彼女の頬にキスをして、「分かった。君の言う通りにするよ。これからはお酒を飲まないよ」と言った。
「うん、早く寝ましょう。眠いの」
「ああ」
藤堂澄人は九条結衣の隣に横たわり、一日中彼女を放っておいたことを思い出して、心が痛んだ。彼女を抱く腕に、思わず力が入った。

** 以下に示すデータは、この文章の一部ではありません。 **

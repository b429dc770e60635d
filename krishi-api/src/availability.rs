use axum::{
    extract::{Query, State},
    routing::get,
    Json, Router,
};
use axum_extra::headers::{authorization::Bearer, Authorization};
use axum_extra::TypedHeader;
use chrono::NaiveDate;
use krishi_rental::AvailabilityDay;
use serde::{Deserialize, Serialize};
use uuid::Uuid;

use crate::auth::{self, ROLE_PROVIDER};
use crate::error::ApiError;
use crate::state::AppState;

#[derive(Debug, Deserialize)]
pub struct AvailabilityParams {
    pub product_id: Uuid,
    pub start_date: Option<NaiveDate>,
    pub end_date: Option<NaiveDate>,
}

#[derive(Debug, Serialize)]
pub struct AvailabilityResponse {
    pub availability: Vec<AvailabilityDay>,
}

#[derive(Debug, Deserialize)]
pub struct SetAvailabilityRequest {
    pub product_id: Uuid,
    pub date: NaiveDate,
    pub is_available: bool,
}

pub fn routes() -> Router<AppState> {
    Router::new().route(
        "/v1/rentals/availability",
        get(get_availability).post(set_availability),
    )
}

/// GET /v1/rentals/availability — recorded (date, is_available) pairs for
/// a product, oldest first. Dates with no record are available.
async fn get_availability(
    State(state): State<AppState>,
    Query(params): Query<AvailabilityParams>,
) -> Result<Json<AvailabilityResponse>, ApiError> {
    let availability = state
        .rentals
        .availability(params.product_id, params.start_date, params.end_date)
        .await?;

    Ok(Json(AvailabilityResponse { availability }))
}

/// POST /v1/rentals/availability — provider-initiated upsert of one day's
/// flag, e.g. blocking out a maintenance day. Only the owning provider
/// may change a product's calendar.
async fn set_availability(
    State(state): State<AppState>,
    TypedHeader(Authorization(bearer)): TypedHeader<Authorization<Bearer>>,
    Json(req): Json<SetAvailabilityRequest>,
) -> Result<Json<AvailabilityDay>, ApiError> {
    let claims = auth::authenticate(&bearer, &state.auth.secret)?;
    claims.require_role(ROLE_PROVIDER)?;
    let provider_id = claims.subject_id()?;

    let product = state
        .products
        .get_product(req.product_id)
        .await?
        .ok_or_else(|| ApiError::NotFound("Product not found".to_string()))?;

    if product.provider_id != provider_id {
        return Err(ApiError::Authorization(
            "Product belongs to another provider".to_string(),
        ));
    }

    let day = state
        .rentals
        .set_availability(req.product_id, req.date, req.is_available)
        .await?;

    Ok(Json(day))
}
use crate::RentalError;
use chrono::NaiveDate;

/// A date range that passed validation, with its billable day count
#[derive(Debug, Clone, Copy, PartialEq, Eq)]
pub struct ValidatedRange {
    pub start_date: NaiveDate,
    pub end_date: NaiveDate,
    pub total_days: i32,
}

/// Validate a requested rental range against the lead-time rule and the
/// product's configured span limits. Pure function of its inputs; `today`
/// comes from the caller's clock.
///
/// `total_days` is the calendar-day difference between start and end, not
/// a wall-clock duration. An unset minimum defaults to 1 day; an explicit
/// 0 is honored as 0.
pub fn validate_range(
    today: NaiveDate,
    start_date: NaiveDate,
    end_date: NaiveDate,
    min_rental_days: Option<i32>,
    max_rental_days: Option<i32>,
) -> Result<ValidatedRange, RentalError> {
    if start_date < today {
        return Err(RentalError::InvalidDateRange(
            "Start date cannot be in the past",
        ));
    }

    if end_date <= start_date {
        return Err(RentalError::InvalidDateRange(
            "End date must be after start date",
        ));
    }

    let total_days = (end_date - start_date).num_days() as i32;

    let min_days = min_rental_days.unwrap_or(1);
    if total_days < min_days {
        return Err(RentalError::DurationTooShort(min_days));
    }

    if let Some(max_days) = max_rental_days {
        if total_days > max_days {
            return Err(RentalError::DurationTooLong(max_days));
        }
    }

    Ok(ValidatedRange {
        start_date,
        end_date,
        total_days,
    })
}

#[cfg(test)]
mod tests {
    use super::*;

    fn date(y: i32, m: u32, d: u32) -> NaiveDate {
        NaiveDate::from_ymd_opt(y, m, d).unwrap()
    }

    #[test]
    fn test_valid_range_day_count() {
        let range = validate_range(
            date(2025, 6, 1),
            date(2025, 6, 1),
            date(2025, 6, 4),
            None,
            None,
        )
        .unwrap();

        assert_eq!(range.total_days, 3);
    }

    #[test]
    fn test_past_start_rejected() {
        let result = validate_range(
            date(2025, 6, 1),
            date(2025, 5, 31),
            date(2025, 6, 4),
            None,
            None,
        );

        assert!(matches!(result, Err(RentalError::InvalidDateRange(_))));
    }

    #[test]
    fn test_end_not_after_start_rejected() {
        // Equal dates
        let result = validate_range(
            date(2025, 6, 1),
            date(2025, 6, 2),
            date(2025, 6, 2),
            None,
            None,
        );
        assert!(matches!(result, Err(RentalError::InvalidDateRange(_))));

        // Inverted
        let result = validate_range(
            date(2025, 6, 1),
            date(2025, 6, 5),
            date(2025, 6, 2),
            None,
            None,
        );
        assert!(matches!(result, Err(RentalError::InvalidDateRange(_))));
    }

    #[test]
    fn test_minimum_days_enforced() {
        let result = validate_range(
            date(2025, 6, 1),
            date(2025, 6, 1),
            date(2025, 6, 3),
            Some(3),
            None,
        );

        assert!(matches!(result, Err(RentalError::DurationTooShort(3))));
    }

    #[test]
    fn test_maximum_days_enforced() {
        let result = validate_range(
            date(2025, 6, 1),
            date(2025, 6, 1),
            date(2025, 6, 12),
            None,
            Some(10),
        );

        assert!(matches!(result, Err(RentalError::DurationTooLong(10))));
    }

    #[test]
    fn test_unset_minimum_defaults_to_one_day() {
        // 1-day span passes with no configured minimum
        let range = validate_range(
            date(2025, 6, 1),
            date(2025, 6, 1),
            date(2025, 6, 2),
            None,
            None,
        )
        .unwrap();
        assert_eq!(range.total_days, 1);
    }

    #[test]
    fn test_booking_starting_today_is_allowed() {
        let today = date(2025, 6, 1);
        assert!(validate_range(today, today, date(2025, 6, 5), None, None).is_ok());
    }
}
use crate::RentalError;
use krishi_catalog::RentalTerms;
use serde::{Deserialize, Serialize};
use std::str::FromStr;

/// Billing period selected for a booking
#[derive(Debug, Clone, Copy, Serialize, Deserialize, PartialEq, Eq)]
#[serde(rename_all = "lowercase")]
pub enum RateType {
    Daily,
    Weekly,
    Monthly,
}

impl RateType {
    pub fn as_str(&self) -> &'static str {
        match self {
            RateType::Daily => "daily",
            RateType::Weekly => "weekly",
            RateType::Monthly => "monthly",
        }
    }
}

impl FromStr for RateType {
    type Err = RentalError;

    fn from_str(s: &str) -> Result<Self, Self::Err> {
        match s {
            "daily" => Ok(RateType::Daily),
            "weekly" => Ok(RateType::Weekly),
            "monthly" => Ok(RateType::Monthly),
            other => Err(RentalError::InvalidRateType(other.to_string())),
        }
    }
}

/// Priced outcome for a validated range
#[derive(Debug, Clone, Copy, PartialEq, Eq)]
pub struct BookingQuote {
    pub rate_per_period: i64,
    pub total_amount: i64,
    pub deposit_amount: i64,
}

/// Compute the rate snapshot, total and deposit for a rental.
///
/// Weeks and months are fixed 7- and 30-day buckets rounded up, not true
/// calendar periods; an unset per-period price prices as 0. Deliberate
/// billing policy, carried over as-is.
pub fn resolve_quote(rate_type: RateType, terms: &RentalTerms, total_days: i32) -> BookingQuote {
    let days = i64::from(total_days);

    let (rate_per_period, periods) = match rate_type {
        RateType::Daily => (terms.price_per_day.unwrap_or(0), days),
        RateType::Weekly => (
            terms.price_per_week.unwrap_or(0),
            days / 7 + (days % 7 > 0) as i64,
        ),
        RateType::Monthly => (
            terms.price_per_month.unwrap_or(0),
            days / 30 + (days % 30 > 0) as i64,
        ),
    };

    let deposit_amount = if terms.requires_deposit {
        terms.deposit_amount.unwrap_or(0)
    } else {
        0
    };

    BookingQuote {
        rate_per_period,
        total_amount: rate_per_period * periods,
        deposit_amount,
    }
}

翌日、九条結衣は藤堂澄人と一緒に会社へは行かず、お婆様とお寺参りに付き添った。
お婆様は毎月旧暦の十五日にお寺参りをするのが習慣だった。
九条結衣が九条初を連れて戻ってきてから、お婆様は嬉しかったせいか、体調もぐっと良くなった。
「初ちゃん、お曾祖母さんと一緒にお参りしましょう。お母さんが早くあなたに妹を産んでくれるようにお願いするのよ」
九条結衣はお婆様を支えながら仏前に立ち、その言葉を聞いて苦笑いを浮かべた。
この祖孙二人は本当に、いつも彼女に子供を産ませることばかり考えている。
お婆様を膝当てに跪かせた後、九条結衣も隣に跪き、両手を合わせて敬虔にお参りをした。
お寺の全ての仏殿を参拝し終えた頃には、もう昼になっていた。
「ここの精進料理はとても美味しいのよ。お婆ちゃんと一緒に食べましょう」
お婆様は本当に嬉しそうだった。孫と孫嫁が和解し、もうすぐ可愛い女の子が生まれるかもしれないと思うと、顔に笑みがこぼれた。
「はい、いいですね」
九条結衣が快く承諾した時、彼女のスマートフォンにWeChatの通知音が鳴った。
夏川雫からのメッセージだった。
そこには、ニュースの話題のリンクが貼られていた。
九条結衣がそれを開くと、目を引く写真が彼女の視界に飛び込んできた。
個室の入り口の廊下で、明るい照明の下、近くに寄り添う二人の姿がはっきりと写っていた。
男性は女性の腕を掴み、二人は頭を下げて何かを話している。
撮影アングルが絶妙で、男性の顔がはっきりとカメラに収められていた。
彼の表情は、他の女性に対する時のような高慢で冷たいものではなかったが、かといって特別親しげというわけでもなかった。
この撮影場所も九条結衣には見覚えがあった。まさに富豪や著名人が出入りするプレステージクラブだった。
写真の男性は、彼女の夫、藤堂澄人だった。
そしてこの女性は……
「後藤霊?」
九条結衣は写真の女性も認識し、彼女と藤堂澄人が同じフレームに収まっていることに驚いた。